La idea de elegir a los candidatos mediante procesos donde todos los militantes puedan sufragar por el candidato de sus preferencias se ha puesto de moda en todo el mundo. Pero en algunos casos los resultados han sido francamente contraproducentes. En Estados Unidos por el carácter “natural” de las bases de los partidos (siempre más propensas al fundamentalismo) las primarias suelen favorecer a los candidatos que mantienen posiciones radicales o a políticos populares, pero poco experimentados. Ello ha coadyuvado a la polarización. En otras naciones, donde los partidos están centralizados y bien estructurados, la gran mayoría de las veces las primarias se han traducido en la exacerbación de pugnas y divisiones internas. Tal fenómeno es fácil de constatar en América Latina, donde las primarias o “internas” son cada vez más comunes. El ejemplo claro de esto lo ofrece Argentina. Aquí la celebración de primarias (obligatorias por ley) ha aportado poco a la consolidación de los partidos y sí ha prohijado personalismo, mayor clientelismo y divisiones internas. Asimismo, juegan en detrimento de partidos de nueva creación o con una militancia pequeña, proclives a ser víctimas de manipulaciones a sus censos de electores por actores externos enfocados a pervertir los resultados. Existe también el riesgo de que se utilice este instrumento no tanto como un medio de democracia interna, sino como un sistema de resolución de conflictos entre facciones a través del cual el ganador del proceso de primarias lo gana todo y el perdedor, aunque haya sido respaldado por una parte relevante de la militancia, queda condenado al ostracismo.
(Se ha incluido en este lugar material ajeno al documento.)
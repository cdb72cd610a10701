//! Script capability and the templated shell script

use std::fmt;
use std::io::{Cursor, Read};

use tracing::debug;

use crate::arguments::Arguments;
use crate::error::ScriptError;
use crate::template::Template;

/// Line terminating the here-document that carries a rendered script
pub const SCRIPT_END_MARKER: &str = "REMEXEC_SCRIPT_END";

/// A script that can be executed on a remote host
///
/// The executed command text is `command_line()` immediately followed by
/// the rendered body.
pub trait Script: fmt::Debug + Send + Sync {
    /// Name used when attributing errors
    fn name(&self) -> &str;

    /// Error recorded when the script was built, if any
    fn error(&self) -> Option<&ScriptError>;

    /// Invocation prefix, independent of arguments
    fn command_line(&self) -> String;

    /// Render the body for an argument set
    ///
    /// # Errors
    /// Returns `ScriptError` if the arguments cannot be bound.
    fn render(&self, arguments: &Arguments) -> Result<Box<dyn Read + Send + '_>, ScriptError>;
}

/// Remote shell interpreting the script
#[derive(Debug, Clone, PartialEq, Eq)]
pub enum Shell {
    Sh,
    Bash,
    /// Any other interpreter that reads a program from stdin
    Custom(String),
}

impl Shell {
    #[must_use]
    pub fn program(&self) -> &str {
        match self {
            Shell::Sh => "sh",
            Shell::Bash => "bash",
            Shell::Custom(program) => program,
        }
    }
}

/// Templated shell script delivered through a quoted here-document
///
/// Rendering fails if the body would contain [`SCRIPT_END_MARKER`] as a
/// whole line, since the remote shell would end the here-document there and
/// run the remainder as a separate command.
///
/// The template is parsed once at construction. A parse failure does not
/// abort construction; it is kept and reported through [`Script::error`].
#[derive(Debug, Clone)]
pub struct ShellScript {
    name: String,
    shell: Shell,
    template: Result<Template, ScriptError>,
}

impl ShellScript {
    /// Create a script from template source
    pub fn new(name: impl Into<String>, shell: Shell, source: &str) -> Self {
        let name = name.into();
        let template = Template::parse(source);
        if let Err(e) = &template {
            debug!(script = %name, error = %e, "script template failed to parse");
        }
        Self {
            name,
            shell,
            template,
        }
    }

    /// Bash script shorthand
    pub fn bash(name: impl Into<String>, source: &str) -> Self {
        Self::new(name, Shell::Bash, source)
    }

    #[must_use]
    pub fn shell(&self) -> &Shell {
        &self.shell
    }
}

impl Script for ShellScript {
    fn name(&self) -> &str {
        &self.name
    }

    fn error(&self) -> Option<&ScriptError> {
        self.template.as_ref().err()
    }

    fn command_line(&self) -> String {
        format!("{} <<'{SCRIPT_END_MARKER}'\n", self.shell.program())
    }

    fn render(&self, arguments: &Arguments) -> Result<Box<dyn Read + Send + '_>, ScriptError> {
        let template = self.template.as_ref().map_err(ScriptError::clone)?;
        let mut body = template.render(arguments)?;
        if let Some(index) = body.lines().position(|line| line == SCRIPT_END_MARKER) {
            return Err(ScriptError::TerminatorInBody(SCRIPT_END_MARKER, index + 1));
        }
        if !body.is_empty() && !body.ends_with('\n') {
            body.push('\n');
        }
        body.push_str(SCRIPT_END_MARKER);
        body.push('\n');
        Ok(Box::new(Cursor::new(body.into_bytes())))
    }
}

#[cfg(test)]
mod tests {
    use super::*;

    fn rendered(script: &ShellScript, args: &Arguments) -> String {
        let mut out = String::new();
        script
            .render(args)
            .unwrap()
            .read_to_string(&mut out)
            .unwrap();
        out
    }

    #[test]
    fn test_command_line() {
        let script = ShellScript::bash("uptime", "uptime");

        assert_eq!(script.command_line(), "bash <<'REMEXEC_SCRIPT_END'\n");
        assert_eq!(
            ShellScript::new("x", Shell::Custom("/usr/bin/zsh".into()), "").command_line(),
            "/usr/bin/zsh <<'REMEXEC_SCRIPT_END'\n"
        );
    }

    #[test]
    fn test_render_terminates_here_document() {
        let script = ShellScript::bash("greet", "echo {{ name | quote }}");
        let args = Arguments::new().with("name", "ops");

        assert_eq!(rendered(&script, &args), "echo 'ops'\nREMEXEC_SCRIPT_END\n");
    }

    #[test]
    fn test_argument_cannot_end_here_document() {
        let script = ShellScript::new("p", Shell::Sh, "echo {{ v | quote }}");
        let args = Arguments::new().with("v", "a\nREMEXEC_SCRIPT_END\necho INJECTED\n");

        let err = script.render(&args).err().unwrap();

        assert_eq!(err, ScriptError::TerminatorInBody(SCRIPT_END_MARKER, 2));
    }

    #[test]
    fn test_terminator_inside_a_line_is_kept() {
        let script = ShellScript::new("p", Shell::Sh, "echo {{ v | quote }}");
        let args = Arguments::new().with("v", "REMEXEC_SCRIPT_END ");

        assert_eq!(
            rendered(&script, &args),
            "echo 'REMEXEC_SCRIPT_END '\nREMEXEC_SCRIPT_END\n"
        );
    }

    #[test]
    fn test_parse_error_recorded() {
        let script = ShellScript::new("broken", Shell::Sh, "echo {{name");

        assert_eq!(script.error(), Some(&ScriptError::Unclosed(5)));
        assert!(script.render(&Arguments::new()).is_err());
    }

    #[test]
    fn test_valid_script_has_no_error() {
        let script = ShellScript::new("ok", Shell::Sh, "true\n");

        assert!(script.error().is_none());
        assert_eq!(rendered(&script, &Arguments::new()), "true\nREMEXEC_SCRIPT_END\n");
    }
}
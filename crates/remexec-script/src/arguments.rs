//! Argument sets a script is rendered against

use std::collections::BTreeMap;

use serde::{Deserialize, Serialize};

/// Positional and named arguments for a script
///
/// Positional arguments are addressed by their index (`{{0}}`, `{{1}}`, ...),
/// named arguments by their key (`{{host}}`).
#[derive(Debug, Clone, Default, PartialEq, Eq, Serialize, Deserialize)]
pub struct Arguments {
    /// Arguments addressed by index
    #[serde(default)]
    positional: Vec<String>,
    /// Arguments addressed by name
    #[serde(default)]
    named: BTreeMap<String, String>,
}

impl Arguments {
    /// Create an empty argument set
    #[must_use]
    pub fn new() -> Self {
        Self::default()
    }

    /// Append a positional argument
    #[must_use]
    pub fn arg(mut self, value: impl Into<String>) -> Self {
        self.push(value);
        self
    }

    /// Set a named argument
    #[must_use]
    pub fn with(mut self, name: impl Into<String>, value: impl Into<String>) -> Self {
        self.insert(name, value);
        self
    }

    pub fn push(&mut self, value: impl Into<String>) {
        self.positional.push(value.into());
    }

    pub fn insert(&mut self, name: impl Into<String>, value: impl Into<String>) {
        self.named.insert(name.into(), value.into());
    }

    /// Look up an argument by placeholder key
    ///
    /// Keys made only of ASCII digits index the positional arguments,
    /// everything else is looked up by name.
    #[must_use]
    pub fn get(&self, key: &str) -> Option<&str> {
        if !key.is_empty() && key.bytes().all(|b| b.is_ascii_digit()) {
            return key
                .parse::<usize>()
                .ok()
                .and_then(|index| self.positional.get(index))
                .map(String::as_str);
        }
        self.named.get(key).map(String::as_str)
    }

    #[must_use]
    pub fn positional(&self) -> &[String] {
        &self.positional
    }

    #[must_use]
    pub fn named(&self) -> &BTreeMap<String, String> {
        &self.named
    }

    #[must_use]
    pub fn is_empty(&self) -> bool {
        self.positional.is_empty() && self.named.is_empty()
    }
}

impl<K, V> FromIterator<(K, V)> for Arguments
where
    K: Into<String>,
    V: Into<String>,
{
    fn from_iter<I: IntoIterator<Item = (K, V)>>(iter: I) -> Self {
        let mut arguments = Self::new();
        for (name, value) in iter {
            arguments.insert(name, value);
        }
        arguments
    }
}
En México los partidos han utilizado casi todos los métodos para seleccionar a sus candidatos. Sin embargo, en los hechos las dirigencias han sido capaces de incrementar el control sobre la nominación de candidatos. Ahora, nuestro país es un pionero en definir candidaturas recurriendo a encuestas, sobre todo en el caso de Morena, pero las desventajas del mecanismo saltan a la vista: no son transparentes las formas sobre cómo se decide quienes deben ser los participantes, ni cuáles serían las preguntas idóneas para determinar al ganador, ni suelen formularse preguntas con un fraseo explícito y siempre existirán dudas sobre la eficacia e imparcialidad de las empresas encuestadoras, sobre todo en tiempo donde sus resultaos han sido tan inexactos. ¿Pueden las encuestas sustituir la competencia al interior de los partidos políticos? Sólo si se transparentan los criterios de como decidir sobre quienes deberán de ser los participantes, los detalles metodológicos, la naturaleza de la muestra y las preguntas a realizar. De lo contrario, seguirá siendo lo que son hoy en México: un método poco transparente, muy susceptible a ser manipulado.